Oliver Wilkes (born 2 May 1980) is a former Scotland international rugby League footballer who played as a  and  in the 1990s, 2000s and 2010s.

He has played for the Sheffield Eagles, Huddersfield Giants, Keighley Cougars, Leigh Centurions (two spells), Whitehaven, Wigan Warriors, Widnes Vikings, Wakefield Trinity Wildcats (two spells), Harlequins RL, Barrow Raiders and Workington Town.

Background
Wilkes was born in Ulverston, Lancashire, England.

Playing career

Sheffield Eagles
Wilkes began his career at Sheffield Eagles, making his Super League début as an 18-year-old in 1998.

Huddersfield Giants
He also played in Super League for Huddersfield Giants.

Keighley Cougars
He then join the Keighley Cougars in the Northern Ford Premiership.

Leigh Centurions
He then spent time at Leigh Centurions, featuring for them in Super League in 2005.

Wigan Warriors
He briefly returned to Super League with Wigan Warriors in 2006. In 2022, Wilkes admitted that he had taken performance-enhancing drugs at his previous club, Whitehaven, prior to his to move to Wigan.

Widnes Vikings
His next move was to the Widnes Vikings. He played for Widnes Vikings in the 2006 National League Grand Final. After the season, he required reconstructive shoulder surgery. In 2007, he scored 15 tries in 34 games with Widnes Vikings before returning to Super League with Wakefield Trinity Wildcats the following year.

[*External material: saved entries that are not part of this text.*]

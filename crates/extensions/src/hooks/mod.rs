//! Read path: resolving an extension point against the latest snapshots.
//!
//! # Restriction policy
//!
//! Host code (no [`PluginContext`]) always gets the full list. Plugin code is
//! checked only in dev mode: the extension point id must follow the naming
//! convention and be declared in the plugin's metadata. A failed check yields
//! an empty result and an error log, never a panic.
//!
//! # Loading
//!
//! Apps contributing to an extension point (and apps owning exposed
//! components those depend on) may still be loading. While any is, hooks
//! return `is_loading: true` with no extensions.

use std::sync::Arc;

use rustc_hash::FxHashMap;
use serde::Serialize;
use serde_json::Value;

use crate::config::RuntimeSettings;
use crate::context::ReadOnlyContext;
use crate::errors;
use crate::helpers::{ExtensionHelpers, ModalHost, NoopModalHost};
use crate::ids::generate_extension_id;
use crate::loader::{AlwaysLoaded, AppPluginLoader};
use crate::meta::{AppPluginTable, PluginContext};
use crate::registry::added_links::{AddedLinkRegistryItem, LinkOverrides};
use crate::registry::setup::ReadOnlyPluginExtensionRegistries;
use crate::validators::{
	is_exposed_component_dependency_missing, is_extension_point_id_valid,
	is_extension_point_meta_info_missing, is_link_path_valid,
};

mod extensions;
mod memo;

pub use extensions::{
	PluginExtension, PluginExtensionComponent, PluginExtensionExposedComponent,
	PluginExtensionFileHandler, PluginExtensionLink, PluginExtensionType,
};
pub use memo::{
	ComponentsHook, ExtensionKind, ExtensionsHook, FileHandlersHook, LinksHook, UsePluginHook,
};


/// Inputs of a list hook.
#[derive(Debug, Clone, Default)]
pub struct UsePluginExtensionsOptions {
	pub extension_point_id: String,
	/// Host data handed to extensions, frozen for them.
	pub context: Option<Arc<Value>>,
	/// Keeps at most this many extensions per contributing plugin.
	pub limit_per_plugin: Option<usize>,
}
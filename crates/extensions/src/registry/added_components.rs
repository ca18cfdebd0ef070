//! Component contributions rendered inside extension points.

use std::fmt;
use std::sync::Arc;

use serde_json::Value;

use super::{PluginExtensionConfigs, RegisterReport, Registry, RegistryState};
use crate::context::ReadOnlyContext;
use crate::errors::{self, ExtensionError};
use crate::meta::{ExtensionMeta, Targets};
use crate::validators::{is_target_valid, required_text};

const LOG_PREFIX: &str = "Could not register component extension. Reason:";

/// Renders a component for the given props, producing an opaque description
/// the host knows how to display.
pub type ComponentFn = Arc<dyn Fn(&ReadOnlyContext) -> anyhow::Result<Value> + Send + Sync>;

#[derive(Clone)]
pub struct AddedComponentConfig {
	pub title: Option<String>,
	pub description: Option<String>,
	pub targets: Targets,
	pub component: ComponentFn,
}

impl AddedComponentConfig {
	pub fn new<F>(targets: impl Into<Targets>, component: F) -> Self
	where
		F: Fn(&ReadOnlyContext) -> anyhow::Result<Value> + Send + Sync + 'static,
	{
		Self {
			title: None,
			description: None,
			targets: targets.into(),
			component: Arc::new(component),
		}
	}

	pub fn from_meta(meta: &ExtensionMeta, component: ComponentFn) -> Self {
		Self {
			title: meta.title.clone(),
			description: meta.description.clone(),
			targets: meta.targets.clone(),
			component,
		}
	}

	pub fn title(mut self, title: impl Into<String>) -> Self {
		self.title = Some(title.into());
		self
	}

	pub fn description(mut self, description: impl Into<String>) -> Self {
		self.description = Some(description.into());
		self
	}
}

impl fmt::Debug for AddedComponentConfig {
	fn fmt(&self, f: &mut fmt::Formatter<'_>) -> fmt::Result {
		f.debug_struct("AddedComponentConfig")
			.field("title", &self.title)
			.field("description", &self.description)
			.field("targets", &self.targets)
			.finish_non_exhaustive()
	}
}

#[derive(Clone)]
pub struct AddedComponentRegistryItem {
	pub plugin_id: String,
	pub extension_point_id: String,
	pub title: String,
	pub description: String,
	pub component: ComponentFn,
}

impl fmt::Debug for AddedComponentRegistryItem {
	fn fmt(&self, f: &mut fmt::Formatter<'_>) -> fmt::Result {
		f.debug_struct("AddedComponentRegistryItem")
			.field("plugin_id", &self.plugin_id)
			.field("extension_point_id", &self.extension_point_id)
			.field("title", &self.title)
			.finish_non_exhaustive()
	}
}

pub type AddedComponentsRegistry = Registry<Vec<AddedComponentRegistryItem>, AddedComponentConfig>;

impl AddedComponentsRegistry {
	pub fn new() -> Self {
		Self::with_mapper("added-components", map_added_components)
	}
}

impl Default for AddedComponentsRegistry {
	fn default() -> Self {
		Self::new()
	}
}

pub fn map_added_components(
	registry: &mut RegistryState<Vec<AddedComponentRegistryItem>>,
	item: PluginExtensionConfigs<AddedComponentConfig>,
) -> RegisterReport {
	let PluginExtensionConfigs { plugin_id, configs } = item;
	let mut report = RegisterReport::default();

	for config in configs {
		let checked = required_text(config.title.as_deref())
			.ok_or(ExtensionError::TitleMissing)
			.and_then(|title| {
				required_text(config.description.as_deref())
					.map(|description| (title, description))
					.ok_or(ExtensionError::DescriptionMissing)
			});
		let (title, description) = match checked {
			Ok(fields) => fields,
			Err(reason) => {
				tracing::error!(
					target: crate::REGISTRY_LOG_TARGET,
					plugin_id = %plugin_id,
					title = config.title.as_deref().unwrap_or_default(),
					"{LOG_PREFIX} {}",
					reason.message(),
				);
				report.reject(&plugin_id, config.title.as_deref(), reason);
				continue;
			}
		};

		for extension_point_id in config.targets.iter() {
			if !is_target_valid(extension_point_id) {
				tracing::error!(
					target: crate::REGISTRY_LOG_TARGET,
					plugin_id = %plugin_id,
					title,
					extension_point_id = %extension_point_id,
					"{LOG_PREFIX} {}",
					errors::INVALID_TARGET,
				);
				report.reject(&plugin_id, Some(title), ExtensionError::InvalidTarget);
				continue;
			}
			registry.entry_mut(extension_point_id).push(AddedComponentRegistryItem {
				plugin_id: plugin_id.clone(),
				extension_point_id: extension_point_id.clone(),
				title: title.to_string(),
				description: description.to_string(),
				component: Arc::clone(&config.component),
			});
			report.added += 1;

			tracing::debug!(
				target: crate::REGISTRY_LOG_TARGET,
				plugin_id = %plugin_id,
				extension_point_id = %extension_point_id,
				title,
				"Component extension successfully registered",
			);
		}
	}

	report
}
//! App plugin loading state consulted by the hooks.
//!
//! Hooks never load plugins themselves. They ask an [`AppPluginLoader`]
//! whether the apps an extension point depends on are ready, and report
//! `is_loading` until they are.

use std::collections::BTreeMap;
use std::pin::pin;

use async_trait::async_trait;
use parking_lot::Mutex;
use tokio::sync::Notify;

/// Loading state for a set of requested apps.
#[derive(Debug, Clone, Copy, Default, PartialEq, Eq)]
pub struct LoadAppPluginsState {
	pub is_loading: bool,
}

#[async_trait]
pub trait AppPluginLoader: Send + Sync {
	/// Requests `plugin_ids` and reports whether any of them is still loading.
	fn load_app_plugins(&self, plugin_ids: &[String]) -> LoadAppPluginsState;

	/// Resolves once none of `plugin_ids` is loading anymore.
	async fn wait_loaded(&self, _plugin_ids: &[String]) {}
}

/// Loader for hosts that load every app eagerly.
#[derive(Debug, Clone, Copy, Default)]
pub struct AlwaysLoaded;

#[async_trait]
impl AppPluginLoader for AlwaysLoaded {
	fn load_app_plugins(&self, _plugin_ids: &[String]) -> LoadAppPluginsState {
		LoadAppPluginsState::default()
	}
}

#[derive(Debug, Clone, Copy, Default, PartialEq, Eq)]
pub enum AppLoadStatus {
	#[default]
	Pending,
	Loading,
	Loaded,
	/// Failed apps contribute nothing but do not keep consumers waiting.
	Failed,
}

impl AppLoadStatus {
	pub fn is_settled(self) -> bool {
		matches!(self, Self::Loaded | Self::Failed)
	}
}

/// Tracks app loading driven by an external loader.
///
/// `load_app_plugins` moves pending apps to loading; whoever actually loads
/// them calls [`PreloadTracker::finish`]. Waiters are woken on every change.
#[derive(Debug, Default)]
pub struct PreloadTracker {
	states: Mutex<BTreeMap<String, AppLoadStatus>>,
	changed: Notify,
}

impl PreloadTracker {
	pub fn new() -> Self {
		Self::default()
	}

	/// Tracker where `plugin_ids` are already loaded.
	pub fn loaded<I, S>(plugin_ids: I) -> Self
	where
		I: IntoIterator<Item = S>,
		S: Into<String>,
	{
		let tracker = Self::new();
		{
			let mut states = tracker.states.lock();
			for id in plugin_ids {
				states.insert(id.into(), AppLoadStatus::Loaded);
			}
		}
		tracker
	}

	pub fn status(&self, plugin_id: &str) -> AppLoadStatus {
		self.states.lock().get(plugin_id).copied().unwrap_or_default()
	}

	pub fn mark_loaded(&self, plugin_id: &str) {
		self.finish(plugin_id, true);
	}

	/// Records the outcome of loading `plugin_id` and wakes waiters.
	pub fn finish(&self, plugin_id: &str, ok: bool) {
		let status = if ok {
			AppLoadStatus::Loaded
		} else {
			AppLoadStatus::Failed
		};
		self.states.lock().insert(plugin_id.to_string(), status);
		if !ok {
			tracing::warn!(target: crate::HOOKS_LOG_TARGET, plugin_id, "app plugin failed to load");
		}
		self.changed.notify_waiters();
	}

	fn any_loading(&self, plugin_ids: &[String]) -> bool {
		let states = self.states.lock();
		plugin_ids
			.iter()
			.any(|id| matches!(states.get(id.as_str()), Some(AppLoadStatus::Loading)))
	}
}

#[async_trait]
impl AppPluginLoader for PreloadTracker {
	fn load_app_plugins(&self, plugin_ids: &[String]) -> LoadAppPluginsState {
		let mut states = self.states.lock();
		let mut is_loading = false;
		for id in plugin_ids {
			let status = states.entry(id.clone()).or_default();
			if *status == AppLoadStatus::Pending {
				*status = AppLoadStatus::Loading;
				tracing::debug!(target: crate::HOOKS_LOG_TARGET, plugin_id = %id, "app plugin requested");
			}
			is_loading |= *status == AppLoadStatus::Loading;
		}
		LoadAppPluginsState { is_loading }
	}

	async fn wait_loaded(&self, plugin_ids: &[String]) {
		loop {
			let mut notified = pin!(self.changed.notified());
			// Register before checking so a `finish` in between is not missed.
			notified.as_mut().enable();
			if !self.any_loading(plugin_ids) {
				return;
			}
			notified.await;
		}
	}
}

Wakefield Trinity Wildcats
He returned to the Super League with Wakefield Trinity Wildcatsin 2007.

Wilkes was a consistent feature within the 2009 Wakefield Trinity Wildcats squad, and they managed to secure a fifth-place finish within the Super League reaching the play-offs.

Harlequins Rugby League
He then moved to Harlequins RL, spending two years there before returning to Wakefield Trinity Wildcats.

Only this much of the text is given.